(Collected data entries)
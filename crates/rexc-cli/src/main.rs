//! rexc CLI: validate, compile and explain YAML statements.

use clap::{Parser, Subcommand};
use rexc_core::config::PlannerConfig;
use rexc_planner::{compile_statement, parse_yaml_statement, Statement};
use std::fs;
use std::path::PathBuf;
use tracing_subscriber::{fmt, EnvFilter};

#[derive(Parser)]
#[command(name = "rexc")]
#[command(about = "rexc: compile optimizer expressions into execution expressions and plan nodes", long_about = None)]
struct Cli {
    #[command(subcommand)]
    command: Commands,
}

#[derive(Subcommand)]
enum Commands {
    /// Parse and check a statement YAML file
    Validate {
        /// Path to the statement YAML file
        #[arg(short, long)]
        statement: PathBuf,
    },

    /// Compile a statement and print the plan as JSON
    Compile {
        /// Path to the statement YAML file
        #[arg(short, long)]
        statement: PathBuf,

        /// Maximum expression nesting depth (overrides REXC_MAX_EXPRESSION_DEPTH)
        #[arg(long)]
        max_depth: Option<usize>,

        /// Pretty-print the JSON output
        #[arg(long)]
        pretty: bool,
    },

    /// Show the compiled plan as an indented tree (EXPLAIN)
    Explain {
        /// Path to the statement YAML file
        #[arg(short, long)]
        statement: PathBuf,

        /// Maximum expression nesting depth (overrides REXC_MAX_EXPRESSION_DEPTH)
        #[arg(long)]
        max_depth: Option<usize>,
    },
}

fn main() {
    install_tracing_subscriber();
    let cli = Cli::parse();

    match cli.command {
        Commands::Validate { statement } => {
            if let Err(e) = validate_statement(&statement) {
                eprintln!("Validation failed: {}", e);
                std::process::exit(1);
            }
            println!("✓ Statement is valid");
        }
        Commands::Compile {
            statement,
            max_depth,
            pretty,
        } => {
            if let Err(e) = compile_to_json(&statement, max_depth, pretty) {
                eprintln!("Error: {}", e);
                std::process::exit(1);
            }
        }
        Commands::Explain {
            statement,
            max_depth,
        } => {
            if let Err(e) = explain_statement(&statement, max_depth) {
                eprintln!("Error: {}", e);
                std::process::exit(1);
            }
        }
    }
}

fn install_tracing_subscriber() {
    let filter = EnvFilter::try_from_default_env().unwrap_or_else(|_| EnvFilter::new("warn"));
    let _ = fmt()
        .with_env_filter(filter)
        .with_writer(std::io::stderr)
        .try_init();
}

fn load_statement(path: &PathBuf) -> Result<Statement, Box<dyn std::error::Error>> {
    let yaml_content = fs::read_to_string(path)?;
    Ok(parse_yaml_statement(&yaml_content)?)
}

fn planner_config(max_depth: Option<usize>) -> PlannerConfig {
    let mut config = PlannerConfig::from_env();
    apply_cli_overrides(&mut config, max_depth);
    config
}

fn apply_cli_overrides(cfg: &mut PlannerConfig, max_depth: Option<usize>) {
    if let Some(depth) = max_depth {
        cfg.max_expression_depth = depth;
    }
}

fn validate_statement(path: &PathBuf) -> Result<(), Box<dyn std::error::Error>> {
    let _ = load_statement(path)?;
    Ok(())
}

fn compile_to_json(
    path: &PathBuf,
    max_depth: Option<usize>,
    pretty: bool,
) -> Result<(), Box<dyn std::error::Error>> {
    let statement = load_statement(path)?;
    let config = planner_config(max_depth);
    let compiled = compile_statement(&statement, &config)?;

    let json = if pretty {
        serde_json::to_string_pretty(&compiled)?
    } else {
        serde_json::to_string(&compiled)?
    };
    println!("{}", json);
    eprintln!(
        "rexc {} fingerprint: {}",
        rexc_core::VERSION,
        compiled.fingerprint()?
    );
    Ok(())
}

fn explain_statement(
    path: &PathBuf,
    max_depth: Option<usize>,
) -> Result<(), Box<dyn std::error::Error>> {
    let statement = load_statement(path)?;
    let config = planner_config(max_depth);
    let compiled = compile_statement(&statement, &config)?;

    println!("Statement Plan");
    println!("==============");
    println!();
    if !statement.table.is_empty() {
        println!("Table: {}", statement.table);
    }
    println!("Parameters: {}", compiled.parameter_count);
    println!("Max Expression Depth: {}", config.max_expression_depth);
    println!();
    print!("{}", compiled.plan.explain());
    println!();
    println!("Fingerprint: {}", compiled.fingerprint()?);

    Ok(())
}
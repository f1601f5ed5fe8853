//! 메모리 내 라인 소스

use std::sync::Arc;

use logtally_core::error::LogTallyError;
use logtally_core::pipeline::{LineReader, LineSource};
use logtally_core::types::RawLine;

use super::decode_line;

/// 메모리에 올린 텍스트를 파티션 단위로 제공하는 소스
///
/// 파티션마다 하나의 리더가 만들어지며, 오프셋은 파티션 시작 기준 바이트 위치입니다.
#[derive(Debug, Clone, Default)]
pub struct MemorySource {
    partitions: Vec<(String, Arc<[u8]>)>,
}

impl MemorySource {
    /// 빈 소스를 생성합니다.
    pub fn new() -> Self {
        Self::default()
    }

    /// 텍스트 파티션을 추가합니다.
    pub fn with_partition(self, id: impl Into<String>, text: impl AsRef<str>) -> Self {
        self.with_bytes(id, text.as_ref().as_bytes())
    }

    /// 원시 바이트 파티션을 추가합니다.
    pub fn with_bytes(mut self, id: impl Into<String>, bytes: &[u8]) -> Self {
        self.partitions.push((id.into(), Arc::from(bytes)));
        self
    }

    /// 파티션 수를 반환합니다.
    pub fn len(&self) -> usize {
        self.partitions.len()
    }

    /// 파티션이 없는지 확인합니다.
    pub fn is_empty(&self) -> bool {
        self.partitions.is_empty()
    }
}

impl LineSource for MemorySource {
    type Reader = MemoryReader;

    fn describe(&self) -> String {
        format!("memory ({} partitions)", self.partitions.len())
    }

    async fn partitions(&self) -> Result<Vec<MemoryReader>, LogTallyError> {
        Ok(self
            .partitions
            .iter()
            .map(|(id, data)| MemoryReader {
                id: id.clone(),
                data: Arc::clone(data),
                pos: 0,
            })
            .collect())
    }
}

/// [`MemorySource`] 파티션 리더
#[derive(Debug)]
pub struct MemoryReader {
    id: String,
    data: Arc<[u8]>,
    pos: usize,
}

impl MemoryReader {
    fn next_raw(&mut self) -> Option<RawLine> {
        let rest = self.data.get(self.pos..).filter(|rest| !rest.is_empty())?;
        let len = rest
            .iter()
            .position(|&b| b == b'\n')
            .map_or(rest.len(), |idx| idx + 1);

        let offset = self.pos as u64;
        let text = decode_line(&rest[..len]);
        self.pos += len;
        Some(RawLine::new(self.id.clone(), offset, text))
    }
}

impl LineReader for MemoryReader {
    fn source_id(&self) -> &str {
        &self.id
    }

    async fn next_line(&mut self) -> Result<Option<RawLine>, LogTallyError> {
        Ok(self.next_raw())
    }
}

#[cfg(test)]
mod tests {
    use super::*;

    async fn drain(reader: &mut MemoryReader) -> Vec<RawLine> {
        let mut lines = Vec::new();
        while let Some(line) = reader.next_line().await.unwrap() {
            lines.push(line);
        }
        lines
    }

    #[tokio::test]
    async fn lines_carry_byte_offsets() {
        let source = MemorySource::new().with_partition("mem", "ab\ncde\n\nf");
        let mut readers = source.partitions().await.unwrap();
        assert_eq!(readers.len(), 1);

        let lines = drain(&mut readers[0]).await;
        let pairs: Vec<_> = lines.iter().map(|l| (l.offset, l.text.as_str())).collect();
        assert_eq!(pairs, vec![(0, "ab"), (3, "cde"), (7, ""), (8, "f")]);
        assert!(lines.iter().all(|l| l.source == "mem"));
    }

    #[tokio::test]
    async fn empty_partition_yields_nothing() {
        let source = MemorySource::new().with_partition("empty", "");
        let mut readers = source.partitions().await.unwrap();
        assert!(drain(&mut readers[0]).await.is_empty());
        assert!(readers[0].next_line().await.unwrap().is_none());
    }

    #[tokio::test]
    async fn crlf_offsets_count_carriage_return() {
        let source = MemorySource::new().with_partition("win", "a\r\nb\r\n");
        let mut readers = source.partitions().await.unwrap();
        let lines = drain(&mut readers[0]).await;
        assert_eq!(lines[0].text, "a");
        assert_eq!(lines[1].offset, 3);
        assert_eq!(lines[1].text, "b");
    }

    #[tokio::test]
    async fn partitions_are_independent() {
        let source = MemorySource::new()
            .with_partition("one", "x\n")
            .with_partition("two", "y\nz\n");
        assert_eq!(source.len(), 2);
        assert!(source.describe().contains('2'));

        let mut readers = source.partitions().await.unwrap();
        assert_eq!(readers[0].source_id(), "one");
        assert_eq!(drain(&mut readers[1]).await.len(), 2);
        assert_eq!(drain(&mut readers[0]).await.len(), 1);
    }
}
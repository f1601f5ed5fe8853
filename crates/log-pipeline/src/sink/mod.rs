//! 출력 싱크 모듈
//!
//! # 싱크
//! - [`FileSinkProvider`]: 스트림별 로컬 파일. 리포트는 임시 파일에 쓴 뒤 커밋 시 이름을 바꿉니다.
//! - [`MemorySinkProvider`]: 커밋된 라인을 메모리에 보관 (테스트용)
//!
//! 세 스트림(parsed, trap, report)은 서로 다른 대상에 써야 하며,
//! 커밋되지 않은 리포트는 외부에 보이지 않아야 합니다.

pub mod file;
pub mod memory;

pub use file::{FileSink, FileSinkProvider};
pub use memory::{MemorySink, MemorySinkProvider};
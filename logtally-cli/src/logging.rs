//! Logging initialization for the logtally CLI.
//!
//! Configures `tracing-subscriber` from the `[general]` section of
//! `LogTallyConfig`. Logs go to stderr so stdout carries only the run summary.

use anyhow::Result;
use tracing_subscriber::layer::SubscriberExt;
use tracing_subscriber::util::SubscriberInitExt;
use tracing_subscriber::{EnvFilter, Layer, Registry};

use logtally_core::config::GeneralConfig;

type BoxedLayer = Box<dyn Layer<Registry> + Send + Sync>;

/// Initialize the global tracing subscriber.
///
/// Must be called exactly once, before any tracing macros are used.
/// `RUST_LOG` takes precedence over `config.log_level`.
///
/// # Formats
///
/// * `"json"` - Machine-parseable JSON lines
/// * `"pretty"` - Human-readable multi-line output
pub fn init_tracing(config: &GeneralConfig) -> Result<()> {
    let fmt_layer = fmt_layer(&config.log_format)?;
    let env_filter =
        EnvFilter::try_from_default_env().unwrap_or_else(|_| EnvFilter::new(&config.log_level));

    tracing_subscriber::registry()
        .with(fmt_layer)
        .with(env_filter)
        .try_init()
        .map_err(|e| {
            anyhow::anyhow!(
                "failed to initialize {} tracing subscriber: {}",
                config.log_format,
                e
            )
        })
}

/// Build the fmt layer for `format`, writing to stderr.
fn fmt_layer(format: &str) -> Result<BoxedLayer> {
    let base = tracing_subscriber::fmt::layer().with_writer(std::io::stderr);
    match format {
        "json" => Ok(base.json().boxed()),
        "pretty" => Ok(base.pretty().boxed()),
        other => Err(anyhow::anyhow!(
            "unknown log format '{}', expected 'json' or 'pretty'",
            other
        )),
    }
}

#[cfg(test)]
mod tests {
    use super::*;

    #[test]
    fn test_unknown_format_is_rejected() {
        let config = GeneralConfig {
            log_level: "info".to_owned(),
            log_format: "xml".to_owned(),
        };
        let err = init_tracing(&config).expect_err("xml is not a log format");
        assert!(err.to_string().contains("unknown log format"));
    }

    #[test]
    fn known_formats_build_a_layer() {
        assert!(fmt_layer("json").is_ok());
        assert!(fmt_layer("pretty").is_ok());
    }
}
--
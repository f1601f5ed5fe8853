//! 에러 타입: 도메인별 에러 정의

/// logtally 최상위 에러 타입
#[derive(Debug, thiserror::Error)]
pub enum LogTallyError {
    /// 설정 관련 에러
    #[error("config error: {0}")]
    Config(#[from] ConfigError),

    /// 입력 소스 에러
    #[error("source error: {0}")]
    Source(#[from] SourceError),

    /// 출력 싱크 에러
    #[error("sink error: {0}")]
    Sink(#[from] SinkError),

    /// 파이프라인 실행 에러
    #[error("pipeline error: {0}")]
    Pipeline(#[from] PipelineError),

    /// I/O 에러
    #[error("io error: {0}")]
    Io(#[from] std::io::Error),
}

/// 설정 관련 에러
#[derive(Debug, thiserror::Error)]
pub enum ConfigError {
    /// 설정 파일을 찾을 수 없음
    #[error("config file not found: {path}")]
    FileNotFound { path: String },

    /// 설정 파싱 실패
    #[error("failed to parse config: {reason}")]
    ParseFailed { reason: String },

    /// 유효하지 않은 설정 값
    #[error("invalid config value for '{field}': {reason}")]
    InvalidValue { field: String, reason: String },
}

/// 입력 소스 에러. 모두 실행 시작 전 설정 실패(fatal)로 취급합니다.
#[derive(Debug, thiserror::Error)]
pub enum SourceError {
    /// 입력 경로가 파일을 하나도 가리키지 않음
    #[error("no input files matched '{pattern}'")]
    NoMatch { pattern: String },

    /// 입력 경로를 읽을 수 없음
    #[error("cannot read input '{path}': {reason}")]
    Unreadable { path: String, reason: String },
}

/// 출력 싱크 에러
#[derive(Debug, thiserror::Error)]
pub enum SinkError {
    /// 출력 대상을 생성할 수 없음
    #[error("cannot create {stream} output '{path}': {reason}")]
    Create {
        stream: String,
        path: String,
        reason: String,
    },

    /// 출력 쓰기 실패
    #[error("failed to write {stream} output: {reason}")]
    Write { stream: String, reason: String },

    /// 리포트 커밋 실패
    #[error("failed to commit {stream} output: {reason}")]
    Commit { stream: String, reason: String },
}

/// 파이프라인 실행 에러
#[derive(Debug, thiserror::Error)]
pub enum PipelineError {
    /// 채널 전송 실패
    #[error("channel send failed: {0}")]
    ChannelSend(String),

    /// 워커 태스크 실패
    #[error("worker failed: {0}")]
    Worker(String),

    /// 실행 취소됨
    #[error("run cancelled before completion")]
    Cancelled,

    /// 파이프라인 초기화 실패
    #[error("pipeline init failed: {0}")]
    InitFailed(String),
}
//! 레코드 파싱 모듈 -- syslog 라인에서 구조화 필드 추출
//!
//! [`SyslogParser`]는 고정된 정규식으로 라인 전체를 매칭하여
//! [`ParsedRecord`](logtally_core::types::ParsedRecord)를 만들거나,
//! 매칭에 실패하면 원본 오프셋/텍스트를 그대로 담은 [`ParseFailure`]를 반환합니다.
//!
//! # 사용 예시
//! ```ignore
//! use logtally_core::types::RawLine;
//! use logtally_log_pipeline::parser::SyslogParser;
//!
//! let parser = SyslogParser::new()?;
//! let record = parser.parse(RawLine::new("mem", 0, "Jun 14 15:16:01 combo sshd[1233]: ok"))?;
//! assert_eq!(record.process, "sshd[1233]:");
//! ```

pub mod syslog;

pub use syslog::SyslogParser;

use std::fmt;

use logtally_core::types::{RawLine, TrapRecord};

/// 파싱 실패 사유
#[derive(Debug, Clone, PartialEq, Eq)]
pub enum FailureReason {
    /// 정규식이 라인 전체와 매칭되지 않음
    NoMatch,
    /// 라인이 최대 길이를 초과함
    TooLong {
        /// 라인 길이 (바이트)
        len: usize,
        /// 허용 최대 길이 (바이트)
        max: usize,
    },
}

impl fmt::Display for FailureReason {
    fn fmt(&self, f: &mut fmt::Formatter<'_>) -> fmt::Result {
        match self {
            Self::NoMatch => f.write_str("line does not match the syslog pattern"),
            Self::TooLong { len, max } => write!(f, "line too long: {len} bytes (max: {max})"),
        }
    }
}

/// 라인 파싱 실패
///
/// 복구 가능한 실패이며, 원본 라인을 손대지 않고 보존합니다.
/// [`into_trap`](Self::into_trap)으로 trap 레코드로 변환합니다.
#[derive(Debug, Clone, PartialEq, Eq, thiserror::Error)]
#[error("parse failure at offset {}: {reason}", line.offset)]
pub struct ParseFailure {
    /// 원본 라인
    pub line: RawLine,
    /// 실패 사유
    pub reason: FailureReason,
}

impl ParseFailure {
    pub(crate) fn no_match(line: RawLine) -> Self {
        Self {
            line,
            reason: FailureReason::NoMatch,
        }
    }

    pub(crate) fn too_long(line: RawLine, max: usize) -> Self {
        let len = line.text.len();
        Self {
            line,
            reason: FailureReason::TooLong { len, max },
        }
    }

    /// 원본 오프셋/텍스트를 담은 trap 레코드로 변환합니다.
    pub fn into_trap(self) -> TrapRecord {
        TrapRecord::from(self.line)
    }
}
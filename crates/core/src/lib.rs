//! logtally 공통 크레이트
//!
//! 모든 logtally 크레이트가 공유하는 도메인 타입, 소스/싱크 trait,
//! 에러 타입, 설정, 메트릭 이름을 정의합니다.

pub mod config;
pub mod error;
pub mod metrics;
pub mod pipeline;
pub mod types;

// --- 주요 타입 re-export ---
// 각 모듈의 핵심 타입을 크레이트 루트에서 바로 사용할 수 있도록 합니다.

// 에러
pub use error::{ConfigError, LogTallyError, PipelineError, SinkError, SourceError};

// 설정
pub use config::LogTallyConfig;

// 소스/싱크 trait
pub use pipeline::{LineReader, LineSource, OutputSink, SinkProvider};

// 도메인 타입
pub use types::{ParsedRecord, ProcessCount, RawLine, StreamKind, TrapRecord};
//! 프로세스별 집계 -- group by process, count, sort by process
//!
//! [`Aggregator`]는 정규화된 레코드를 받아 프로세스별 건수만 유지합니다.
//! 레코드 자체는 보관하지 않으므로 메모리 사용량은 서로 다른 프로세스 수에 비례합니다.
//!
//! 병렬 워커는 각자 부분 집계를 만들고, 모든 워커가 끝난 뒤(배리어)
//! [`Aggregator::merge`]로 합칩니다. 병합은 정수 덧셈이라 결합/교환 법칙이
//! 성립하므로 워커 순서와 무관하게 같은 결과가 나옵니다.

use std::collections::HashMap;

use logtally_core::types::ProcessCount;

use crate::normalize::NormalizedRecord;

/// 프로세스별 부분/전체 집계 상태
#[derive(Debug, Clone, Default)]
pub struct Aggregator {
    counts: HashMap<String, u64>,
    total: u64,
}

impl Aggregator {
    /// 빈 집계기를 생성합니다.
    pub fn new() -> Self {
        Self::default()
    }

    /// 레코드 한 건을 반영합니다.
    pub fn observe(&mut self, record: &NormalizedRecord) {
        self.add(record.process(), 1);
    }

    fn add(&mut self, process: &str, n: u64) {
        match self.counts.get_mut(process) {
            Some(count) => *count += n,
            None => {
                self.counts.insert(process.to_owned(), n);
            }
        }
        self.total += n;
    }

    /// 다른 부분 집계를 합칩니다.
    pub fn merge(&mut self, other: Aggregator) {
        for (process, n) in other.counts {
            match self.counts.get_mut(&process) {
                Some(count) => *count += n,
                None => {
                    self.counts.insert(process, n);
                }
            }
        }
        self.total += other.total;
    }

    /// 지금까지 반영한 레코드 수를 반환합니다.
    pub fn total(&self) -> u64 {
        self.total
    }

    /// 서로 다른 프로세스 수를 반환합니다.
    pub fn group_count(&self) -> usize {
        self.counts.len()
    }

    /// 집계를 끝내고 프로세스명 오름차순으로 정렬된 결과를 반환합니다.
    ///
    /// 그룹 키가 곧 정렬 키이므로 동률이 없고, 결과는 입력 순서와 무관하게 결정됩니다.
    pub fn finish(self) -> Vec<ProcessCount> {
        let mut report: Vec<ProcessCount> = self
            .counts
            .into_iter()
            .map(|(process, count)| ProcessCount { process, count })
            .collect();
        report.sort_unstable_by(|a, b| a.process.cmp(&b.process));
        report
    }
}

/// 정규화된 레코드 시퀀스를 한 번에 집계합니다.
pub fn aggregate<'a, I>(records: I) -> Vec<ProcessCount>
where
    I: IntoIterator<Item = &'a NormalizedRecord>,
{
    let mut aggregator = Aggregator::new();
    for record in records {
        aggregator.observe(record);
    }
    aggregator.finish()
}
---
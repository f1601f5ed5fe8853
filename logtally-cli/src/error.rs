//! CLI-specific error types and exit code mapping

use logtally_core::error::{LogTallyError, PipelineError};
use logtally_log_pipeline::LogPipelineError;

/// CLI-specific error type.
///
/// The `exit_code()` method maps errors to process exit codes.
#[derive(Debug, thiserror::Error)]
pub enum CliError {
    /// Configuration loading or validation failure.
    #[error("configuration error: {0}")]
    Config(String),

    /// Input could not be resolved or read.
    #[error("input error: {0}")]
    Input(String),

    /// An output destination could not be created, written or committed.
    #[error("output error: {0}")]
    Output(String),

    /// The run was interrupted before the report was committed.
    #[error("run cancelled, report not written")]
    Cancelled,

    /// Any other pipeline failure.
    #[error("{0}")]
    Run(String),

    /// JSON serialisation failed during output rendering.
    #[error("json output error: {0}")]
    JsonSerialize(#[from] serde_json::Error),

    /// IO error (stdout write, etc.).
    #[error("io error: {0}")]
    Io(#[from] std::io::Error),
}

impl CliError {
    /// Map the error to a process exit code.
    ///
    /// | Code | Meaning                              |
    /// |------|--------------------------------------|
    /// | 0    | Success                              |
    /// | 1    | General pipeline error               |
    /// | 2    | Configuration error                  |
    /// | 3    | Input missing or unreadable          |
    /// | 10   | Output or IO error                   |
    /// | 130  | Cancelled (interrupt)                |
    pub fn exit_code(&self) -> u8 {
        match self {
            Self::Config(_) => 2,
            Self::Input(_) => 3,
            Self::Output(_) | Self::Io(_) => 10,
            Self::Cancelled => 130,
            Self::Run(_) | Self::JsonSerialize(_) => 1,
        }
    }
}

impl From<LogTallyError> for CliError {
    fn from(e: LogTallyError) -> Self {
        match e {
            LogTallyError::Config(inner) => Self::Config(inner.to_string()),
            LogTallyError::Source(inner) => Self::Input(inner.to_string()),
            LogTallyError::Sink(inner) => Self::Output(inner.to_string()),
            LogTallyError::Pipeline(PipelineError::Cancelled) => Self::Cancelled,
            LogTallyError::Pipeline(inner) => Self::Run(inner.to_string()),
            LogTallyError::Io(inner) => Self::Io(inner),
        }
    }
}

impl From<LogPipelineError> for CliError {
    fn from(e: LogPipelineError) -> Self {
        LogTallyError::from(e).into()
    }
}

» What the task requires
I need each line of the entries that holds the string "ParseFailure" located and copied.

» Task answer
//! 매칭에 실패하면 원본 오프셋/텍스트를 그대로 담은 [`ParseFailure`]를 반환합니다.
pub struct ParseFailure {
impl ParseFailure {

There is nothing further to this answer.